On the topic of miniaturization, I think it's funny that, barring a breakthrough, chips will have to get bigger and hotter. Perhaps we'll get to the point where a top of the line 3D workstation is as big as a Challenge or a Cray. :p

Qslugs
09-27-2006, 08:05 PM
On the topic of miniaturization, I think it's funny that, barring a breakthrough, chips will have to get bigger and hotter. Perhaps we'll get to the point where a top of the line 3D workstation is as big as a Challenge or a Cray. :p

So what youre saying is 3d workstations would actually revert back to their initial size? :)

Syndicate
09-28-2006, 12:45 AM
So we should technically have 15 cores next year right?

BillB
09-28-2006, 02:42 AM
So we should technically have 15 cores next year right? No, it's not a linear progression - it'd go 5, 10 20, 40, 80 over five years (roughly speaking, I know moore's law is every 18 months).

Wonder when HD manufacturers will twig to the idea of doing raid 5 internally to get some good speed increases? Sacrifice 1 of 3 platters, but increased speed and relaibility would be great. Hmm, were'd I put that Patent application...

Suprised no one challenged the "After Effects isn't threaded" claim - to my knowledge it's been threaded pretty much since I started using it at version 3.3 or 4 or something, on dual celerons.

Jadetiger
09-28-2006, 02:57 AM
80 cores... Somehow I see our future computers having airbags for when they explode.

pearson
09-28-2006, 04:20 AM
I wonder how they got to 80. They are at 4 now, with 8 announced. Don't most computer things double each time, so they should go 2, 4, 8, 16, 32, 64, 128...? :shrug:

parallax
09-28-2006, 11:53 AM
Suprised no one challenged the "After Effects isn't threaded" claim - to my knowledge it's been threaded pretty much since I started using it at version 3.3 or 4 or something, on dual celerons.

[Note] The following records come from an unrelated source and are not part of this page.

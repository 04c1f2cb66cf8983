//! Per-site proxy server.
//!
//! One `SiteServer` is built per site definition and runs independently of
//! every other instance: it owns its configuration, binds its own listener,
//! and shares nothing but the filesystem.

use std::net::SocketAddr;

use axum::Router;
use socket2::{Domain, Protocol, Socket, Type};
use tracing::info;

use webstash_core::SiteConfig;

use crate::error::{ProxyError, Result};
use crate::handler::{proxy_request, SiteState};

/// One independently listening caching-proxy instance.
pub struct SiteServer {
    router: Router,
    addr: SocketAddr,
    name: String,
}

impl SiteServer {
    /// Builds the server for one site definition.
    ///
    /// Every method and path is routed into the caching pipeline, so the
    /// router is a single fallback handler.
    pub fn new(config: SiteConfig) -> Result<Self> {
        let addr: SocketAddr = config
            .listen_addr
            .parse()
            .map_err(|_| ProxyError::Address(config.listen_addr.clone()))?;
        let name = config.name.clone();

        let router = Router::new()
            .fallback(proxy_request)
            .with_state(SiteState::new(config));

        Ok(Self { router, addr, name })
    }

    /// The address this instance listens on.
    pub fn addr(&self) -> SocketAddr {
        self.addr
    }

    /// Runs the instance until the process terminates.
    pub async fn run(self) -> Result<()> {
        info!(site = %self.name, "listening on {}", self.addr);

        // SO_REUSEADDR so a restart can bind while old sockets linger.
        let socket = Socket::new(Domain::for_address(self.addr), Type::STREAM, Some(Protocol::TCP))
            .map_err(|source| ProxyError::Bind {
                addr: self.addr,
                source,
            })?;
        socket
            .set_reuse_address(true)
            .map_err(|source| ProxyError::Bind {
                addr: self.addr,
                source,
            })?;
        socket
            .bind(&self.addr.into())
            .map_err(|source| ProxyError::Bind {
                addr: self.addr,
                source,
            })?;
        socket.listen(1024).map_err(|source| ProxyError::Bind {
            addr: self.addr,
            source,
        })?;
        socket
            .set_nonblocking(true)
            .map_err(|source| ProxyError::Bind {
                addr: self.addr,
                source,
            })?;

        let std_listener: std::net::TcpListener = socket.into();
        let listener = tokio::net::TcpListener::from_std(std_listener).map_err(|source| {
            ProxyError::Bind {
                addr: self.addr,
                source,
            }
        })?;

        axum::serve(listener, self.router)
            .await
            .map_err(|err| ProxyError::Runtime(err.to_string()))
    }

    /// Returns the router, for driving the pipeline in tests.
    pub fn router(&self) -> Router {
        self.router.clone()
    }
}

Yes it is threaded, but it is not 'properly' threaded' GridIron nucleo is a plug-in that optimizes AE performance by running multiple instances of AE in the background (at least that is what the task manager tells me). Apart from that, i think applications such as After Effects are way too poorly written to take advantage of multiple cores. (enter GridIron)
In a multiple layer environment doing ie. motion graphics or compositing, diskspeed isn't that important on a single-frame basis. (as far as ik can imagine)
For instance, you've got 4 layers of HD video, multiple graphics, adjustment layers running blurs, displacements and ie. Magic Bullet, and what not. This would take a lot of CPU power, but processes it as a whole AFAIK. Instead, maybe it should assign specific cores to specific plug-ins, and specific cores to decoding videostreams. After Effects should handle CPU power in a more modular way, i imagine.

bitBrain
09-28-2006, 12:40 PM
I wonder how they got to 80. They are at 4 now, with 8 announced. Don't most computer things double each time, so they should go 2, 4, 8, 16, 32, 64, 128...? :shrug:
That's not the case with multicore CPUs. You could have 3-core, 5-core, 7-core CPUs without problem; it's just a matter of the manufacturer setting the next step in performance according to what the current state of technology can cram onto one chip. I doubt we'll see a direct jump from 40- to 80-core, for example.

If we're following Moore's Law, in 5 years we'd have just over a triple doubling; that is, 8 times and then some - like 10 times. If 8-core CPUs were here now, 80 would be correct, but since we are at 4 now, 40 would be a safer estimate. Still good :)

Tlock
09-28-2006, 06:25 PM
BillB Wonder when HD manufacturers will twig to the idea of doing raid 5 internally to get some good speed increases? Sacrifice 1 of 3 platters, but increased speed and relaibility would be great. Hmm, were'd I put that Patent application...

This has already been done. Multiple Cores have been around for ages just in the Mainframe world. Those IBM mainframes have a redundency for EVERY SINGLE device attached and that includes Core/CPU's/HD you name it there's at least 2 of them.

One day our PC's will be almost exactly like older mainframes. Just like HD RAID started in mainframes and is now common place on PC's.